TorqSense is in effect a frequency dependent strain gauge, which measures the change in resonance frequency caused by the rotary strain in the drive shaft and this frequency signal is then monitored via an adjacent fixed pick up. Because it is frequency based it has a wide bandwidth, high immunity to magnetic fields and high tolerance to electronic interference.
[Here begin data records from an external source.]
//! Frame batcher
//!
//! Coalesces per-frame work from every live motion value and layout
//! transition into a single host frame callback:
//! - Participants register once and get a [`WorkId`]
//! - `schedule` marks a participant dirty; repeated calls are no-ops
//! - At most one frame request is outstanding at any time
//! - `run_frame` drains the pending set once; work scheduled while the frame
//!   runs lands in the next frame
//!
//! Everything here is single-threaded. Participants are held weakly so a
//! dropped motion value can never be called back.

use std::cell::{Cell, RefCell};
use std::rc::{Rc, Weak};

use indexmap::IndexSet;
use slotmap::{new_key_type, SlotMap};

new_key_type! {
    /// Handle to a registered frame participant
    pub struct WorkId;
}

// ============================================================================
// Host Seams
// ============================================================================

/// The host's `requestAnimationFrame`
///
/// The host answers a request by calling [`FrameBatcher::run_frame`] once,
/// on its next rendered frame.
pub trait FrameHost {
    fn request_frame(&self);
}

/// Frame host that only counts requests; the caller drives frames by hand
#[derive(Debug, Default)]
pub struct ManualFrameHost {
    requests: Cell<usize>,
}

impl ManualFrameHost {
    pub fn new() -> Self {
        Self::default()
    }

    /// Total frame requests received
    pub fn request_count(&self) -> usize {
        self.requests.get()
    }
}

impl FrameHost for ManualFrameHost {
    fn request_frame(&self) {
        self.requests.set(self.requests.get() + 1);
    }
}

/// Whether a participant wants another frame
#[derive(Clone, Copy, Debug, PartialEq, Eq)]
pub enum FrameStatus {
    Idle,
    Continue,
}

/// Something with visual updates to flush inside a frame
pub trait FrameWork {
    fn on_frame(&self, now_ms: f64) -> FrameStatus;
}

// ============================================================================
// Batcher
// ============================================================================

struct BatcherInner {
    participants: SlotMap<WorkId, Weak<dyn FrameWork>>,
    pending: IndexSet<WorkId>,
    host: Rc<dyn FrameHost>,
    frame_requested: bool,
    in_frame: bool,
    frames_run: u64,
}

impl BatcherInner {
    /// Mark the frame as requested; true if the caller must tell the host
    fn claim_frame(&mut self) -> bool {
        if self.frame_requested || self.in_frame || self.pending.is_empty() {
            return false;
        }
        self.frame_requested = true;
        true
    }
}

/// Owner of the pending-work set, held by the engine
pub struct FrameBatcher {
    inner: Rc<RefCell<BatcherInner>>,
}

impl FrameBatcher {
    pub fn new(host: Rc<dyn FrameHost>) -> Self {
        Self {
            inner: Rc::new(RefCell::new(BatcherInner {
                participants: SlotMap::with_key(),
                pending: IndexSet::new(),
                host,
                frame_requested: false,
                in_frame: false,
                frames_run: 0,
            })),
        }
    }

    /// Get a weak handle for registering participants
    pub fn handle(&self) -> BatcherHandle {
        BatcherHandle {
            inner: Rc::downgrade(&self.inner),
        }
    }

    /// Process every pending participant once; returns how many ran
    pub fn run_frame(&self, now_ms: f64) -> usize {
        let batch: Vec<WorkId> = {
            let mut inner = self.inner.borrow_mut();
            inner.frame_requested = false;
            inner.in_frame = true;
            inner.frames_run += 1;
            inner.pending.drain(..).collect()
        };

        let mut processed = 0;
        let mut again = Vec::new();
        for id in batch {
            // Looked up per item: earlier work may have unregistered it
            let work = self.inner.borrow().participants.get(id).and_then(Weak::upgrade);
            let Some(work) = work else {
                self.inner.borrow_mut().participants.remove(id);
                continue;
            };
            processed += 1;
            if work.on_frame(now_ms) == FrameStatus::Continue {
                again.push(id);
            }
        }

        let (host, request) = {
            let mut inner = self.inner.borrow_mut();
            inner.in_frame = false;
            for id in again {
                if inner.participants.contains_key(id) {
                    inner.pending.insert(id);
                }
            }
            (inner.host.clone(), inner.claim_frame())
        };
        if request {
            host.request_frame();
        }

        tracing::trace!(processed, now_ms, "frame flushed");
        processed
    }

    pub fn pending_count(&self) -> usize {
        self.inner.borrow().pending.len()
    }

    pub fn participant_count(&self) -> usize {
        self.inner.borrow().participants.len()
    }

    pub fn is_frame_requested(&self) -> bool {
        self.inner.borrow().frame_requested
    }

    pub fn frames_run(&self) -> u64 {
        self.inner.borrow().frames_run
    }
}

/// A weak handle to the frame batcher
///
/// Held by motion values and layout transitions. It won't keep the batcher
/// alive; every operation is a no-op once the batcher is gone.
#[derive(Clone)]
pub struct BatcherHandle {
    inner: Weak<RefCell<BatcherInner>>,
}

impl BatcherHandle {
    /// Register a participant
    pub fn register(&self, work: Weak<dyn FrameWork>) -> Option<WorkId> {
        self.inner
            .upgrade()
            .map(|inner| inner.borrow_mut().participants.insert(work))
    }

    /// Drop a participant and any pending work it had
    pub fn unregister(&self, id: WorkId) {
        if let Some(inner) = self.inner.upgrade() {
            let mut inner = inner.borrow_mut();
            inner.participants.remove(id);
            inner.pending.shift_remove(&id);
        }
    }

    /// Queue a participant for the next frame
    ///
    /// Idempotent: a participant is pending at most once and at most one
    /// frame request is outstanding.
    pub fn schedule(&self, id: WorkId) -> bool {
        let Some(inner) = self.inner.upgrade() else {
            return false;
        };
        let (host, request) = {
            let mut inner = inner.borrow_mut();
            if !inner.participants.contains_key(id) {
                return false;
            }
            inner.pending.insert(id);
            (inner.host.clone(), inner.claim_frame())
        };
        if request {
            host.request_frame();
        }
        true
    }

    pub fn is_pending(&self, id: WorkId) -> bool {
        self.inner
            .upgrade()
            .map(|inner| inner.borrow().pending.contains(&id))
            .unwrap_or(false)
    }

    /// Check if the batcher is still alive
    pub fn is_alive(&self) -> bool {
        self.inner.strong_count() > 0
    }
}

#[cfg(test)]
mod tests {
    use super::*;

    struct Counter {
        runs: Cell<u32>,
        frames_wanted: Cell<u32>,
    }

    impl Counter {
        fn new(frames_wanted: u32) -> Rc<Self> {
            Rc::new(Self {
                runs: Cell::new(0),
                frames_wanted: Cell::new(frames_wanted),
            })
        }
    }

    impl FrameWork for Counter {
        fn on_frame(&self, _now_ms: f64) -> FrameStatus {
            self.runs.set(self.runs.get() + 1);
            let left = self.frames_wanted.get().saturating_sub(1);
            self.frames_wanted.set(left);
            if left > 0 {
                FrameStatus::Continue
            } else {
                FrameStatus::Idle
            }
        }
    }

    fn setup() -> (Rc<ManualFrameHost>, FrameBatcher) {
        let host = Rc::new(ManualFrameHost::new());
        let batcher = FrameBatcher::new(host.clone());
        (host, batcher)
    }

    fn register(handle: &BatcherHandle, work: &Rc<Counter>) -> WorkId {
        let weak: Weak<dyn FrameWork> = Rc::downgrade(work) as Weak<dyn FrameWork>;
        handle.register(weak).unwrap()
    }

    #[test]
    fn test_one_request_for_many_schedules() {
        let (host, batcher) = setup();
        let handle = batcher.handle();
        let works: Vec<_> = (0..3).map(|_| Counter::new(1)).collect();
        let ids: Vec<_> = works.iter().map(|w| register(&handle, w)).collect();

        for id in &ids {
            handle.schedule(*id);
            handle.schedule(*id);
        }
        assert_eq!(host.request_count(), 1);
        assert_eq!(batcher.pending_count(), 3);

        assert_eq!(batcher.run_frame(16.0), 3);
        assert!(works.iter().all(|w| w.runs.get() == 1));
        assert_eq!(batcher.pending_count(), 0);
        assert!(!batcher.is_frame_requested());
        assert_eq!(host.request_count(), 1);
    }

    #[test]
    fn test_continue_requests_next_frame() {
        let (host, batcher) = setup();
        let handle = batcher.handle();
        let work = Counter::new(3);
        let id = register(&handle, &work);

        handle.schedule(id);
        batcher.run_frame(0.0);
        assert_eq!(host.request_count(), 2);
        assert!(handle.is_pending(id));

        batcher.run_frame(16.0);
        batcher.run_frame(32.0);
        assert_eq!(work.runs.get(), 3);
        assert!(!handle.is_pending(id));
        assert_eq!(host.request_count(), 3);
    }

    #[test]
    fn test_unregister_removes_pending() {
        let (_host, batcher) = setup();
        let handle = batcher.handle();
        let work = Counter::new(1);
        let id = register(&handle, &work);

        handle.schedule(id);
        handle.unregister(id);
        assert_eq!(batcher.run_frame(0.0), 0);
        assert_eq!(work.runs.get(), 0);
        assert!(!handle.schedule(id));
    }

    #[test]
    fn test_dropped_participant_is_skipped() {
        let (_host, batcher) = setup();
        let handle = batcher.handle();
        let work = Counter::new(1);
        let id = register(&handle, &work);

        handle.schedule(id);
        drop(work);
        assert_eq!(batcher.run_frame(0.0), 0);
        assert_eq!(batcher.participant_count(), 0);
    }

    #[test]
    fn test_handle_weak_reference() {
        let handle = {
            let (_host, batcher) = setup();
            batcher.handle()
        };
        assert!(!handle.is_alive());

        let work = Counter::new(1);
        let weak: Weak<dyn FrameWork> = Rc::downgrade(&work) as Weak<dyn FrameWork>;
        assert!(handle.register(weak).is_none());
    }

    struct Rescheduler {
        handle: BatcherHandle,
        id: Cell<Option<WorkId>>,
        runs: Cell<u32>,
    }

    impl FrameWork for Rescheduler {
        fn on_frame(&self, _now_ms: f64) -> FrameStatus {
            self.runs.set(self.runs.get() + 1);
            if let Some(id) = self.id.get() {
                if self.runs.get() == 1 {
                    self.handle.schedule(id);
                }
            }
            FrameStatus::Idle
        }
    }

    #[test]
    fn test_schedule_during_frame_goes_to_next_frame() {
        let (host, batcher) = setup();
        let handle = batcher.handle();
        let work = Rc::new(Rescheduler {
            handle: handle.clone(),
            id: Cell::new(None),
            runs: Cell::new(0),
        });
        let weak: Weak<dyn FrameWork> = Rc::downgrade(&work) as Weak<dyn FrameWork>;
        let id = handle.register(weak).unwrap();
        work.id.set(Some(id));

        handle.schedule(id);
        assert_eq!(batcher.run_frame(0.0), 1);
        assert_eq!(work.runs.get(), 1);
        assert!(handle.is_pending(id));
        assert_eq!(host.request_count(), 2);

        batcher.run_frame(16.0);
        assert_eq!(work.runs.get(), 2);
        assert_eq!(batcher.frames_run(), 2);
    }
}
Paul Risborough, Senior Electronics Engineer explains how ALARIS is using the TorqSense transducer: “Most of our pumps are driven by stepper motors, which we test by driving them against a DC motor acting as a brake. To get comprehensive modelling of a motor we have to be able to vary the speed from the slowest running right up to stall speed, so we need a speed range of about 0-1200rpm. We also subject the test motors to shock loads, sudden reversing and irregular speed changes, all generated from a PWM (pulse width modulate) control we made here in the lab. The TorqSense is mounted between the two motors and faithfully downloads the instantaneous shaft torque to a computer for logging, analysis and modelling”. Commenting further, Paul went on to say “We use a DC Motor because it is less expensive, simpler, easier and faster than the dynamometer that would be conventional to use. This is very much in keeping with the idea of using TorqSense, because the alternatives were all much more expensive and complicated.”